W Konwencji o Ochronie Środowiska Morskiego Północno-Wschodniego Atlantyku, DBP (ftalan dibutylu) jest na liście związków chemicznych wymagających Priorytetowych Działań.

FOSFORANY - występują najczęściej w proszkach i płynach do prania, kostkach do zmywarek, płynach do mycia naczyń i uniwersalnych środkach czyszczących. Wysoka koncentracja fosforanów w ciekach wodnych może powodować szkodliwe wykwity glonów i zwiększać porost chwastów, co może obniżać zawartość tlenu w wodzie i powodować pomór ryb. Nadmierny porost glonów może również doprowadzić do zatykania urządzeń w stacjach uzdatniania wody i wpływać tym samym na smak i zapach wody, co przyczynia się do wzrostu kosztów jej uzdatniania. Niektóre glony wytwarzają toksyczne związki chemiczne, które mogą zatruć zwierzęta i ludzi, którzy piją wodę.
Do objawów nadmiaru fosforu w organizmie należą: niewydolność nerek, zwiększona zachorowalność na raka płuc, a także różnego rodzaju alergie.

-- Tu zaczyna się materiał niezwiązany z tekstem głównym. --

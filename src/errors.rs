//! Typed error hierarchy for the Shipyard engine.
//!
//! Three top-level enums cover the three subsystems:
//! - `StoreError` — persistence and state-machine failures
//! - `GitError` — subprocess git failures with captured stderr
//! - `RuntimeError` — container runtime failures

use thiserror::Error;

use crate::models::TaskStatus;

/// Errors from the file-backed store.
#[derive(Debug, Error)]
pub enum StoreError {
    #[error("Timed out acquiring lock on {path} after {waited_ms}ms")]
    LockTimeout {
        path: std::path::PathBuf,
        waited_ms: u64,
    },

    #[error("{kind} {id} not found")]
    NotFound { kind: &'static str, id: String },

    #[error("Invalid task transition {from} -> {to}")]
    Conflict { from: TaskStatus, to: TaskStatus },

    #[error("Store I/O error at {path}: {source}")]
    Io {
        path: std::path::PathBuf,
        #[source]
        source: std::io::Error,
    },

    #[error(transparent)]
    Other(#[from] anyhow::Error),
}

impl StoreError {
    pub fn not_found(kind: &'static str, id: impl Into<String>) -> Self {
        Self::NotFound { kind, id: id.into() }
    }
}

/// A git subprocess invocation that exited non-zero.
#[derive(Debug, Error)]
#[error("git {op} failed: {stderr}")]
pub struct GitError {
    pub op: String,
    pub stderr: String,
}

impl GitError {
    pub fn new(op: impl Into<String>, stderr: impl Into<String>) -> Self {
        Self {
            op: op.into(),
            stderr: stderr.into(),
        }
    }

    /// Short excerpt suitable for a task error field.
    pub fn excerpt(&self) -> String {
        let mut s = format!("git {} failed: {}", self.op, self.stderr.trim());
        if s.len() > 300 {
            s.truncate(300);
        }
        s
    }
}

/// Errors from the container runtime.
#[derive(Debug, Error)]
pub enum RuntimeError {
    #[error("Container runtime is not available: {0}")]
    NotAvailable(String),

    #[error("Failed to start container {name}: {reason}")]
    StartFailed { name: String, reason: String },

    #[error("No container for worker {0}")]
    NoContainer(String),

    #[error(transparent)]
    Other(#[from] anyhow::Error),
}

FORMALDEHYD - występuje głównie jako składnik środków w aerozolu np. do czyszczenia mebli lub odświeżaczy powietrza, ale także w produktach odkażających i bakteriobójczych. EPA klasyfikuje formaldehyd jako prawdopodobny czynnik rakotwórczy u ludzi . Jest to składnik drażniący układ oddechowy, wywołujący alergię.

TRIKLOSAN - jest chlorowanym, aromatycznym związkiem chemicznym, zawierającym grupy funkcyjne charakterystyczne dla eterów i fenoli, warunkujące jego aktywność przeciwdrobnoustrojową. Toksyczny, zaburzający endokrynologię organizmu, poprzez ingerencję w działanie hormonów. Unia Europejska zaklasyfikowała triklosan jako podrażniający skórę i oczy oraz niezwykle toksyczny dla organizmów wodnych, stwierdzając, że może spowodować długofalowe, niepożądane zmiany w środowisku wodnym. Triklosan może również reagować w środowisku formując dioksyny. które są toksyczne i mają zdolności do bioakumulacji (odkładania się w organizmach żywych). Triklosan jest środkiem antybakteryjnym i istnieją obawy, że jego szerokie zastosowanie w domowych środkach dezynfekujących i kosmetykach, przyczynia się do mutowania bakterii odpornych na antybiotyki, co ogranicza możliwości leczenia infekcji mikrobowych. Wykazano, że może on osłabiać układ immunologiczny, powodować wady wrodzone u dzieci, wywoływać alergię, uszkadzać wątrobę, a nawet działać niekorzystnie na poziomie DNA.
W ramach kampanii „Detox” prowadzonej przez World Wildlife Fundation w 2005 roku we krwi ochotników z różnych krajów europejskich zidentyfikowano 107 niebezpiecznych lub potencjalnie niebezpiecznych substancji chemicznych. Celem przeprowadzonych badań było podkreślenie problemu wzrastającej chemizacji w codziennym życiu człowieka, ale przede wszystkim określenie toksyczności używanych powszechnie przez każdego z nas substancji chemicznych.
Badania te wykryły triklosan we krwi 39 ochotników pochodzących z 12 krajów Europy.
Ochotników do badań dobrano w sposób pokoleniowy – babcie, matki i dzieci. Największe stężenia triklosanu oznaczono we krwi matek, natomiast najniższe maksymalne stężenie stwierdzono u dzieci. Matki stanowiły również najliczniejszą grupę osób u których wykryto triklosan. Główną przyczyną najwyższego stężenia związku we krwi matek jest częstszy kontakt z tą substancją obecną w kosmetykach i środkach czystości.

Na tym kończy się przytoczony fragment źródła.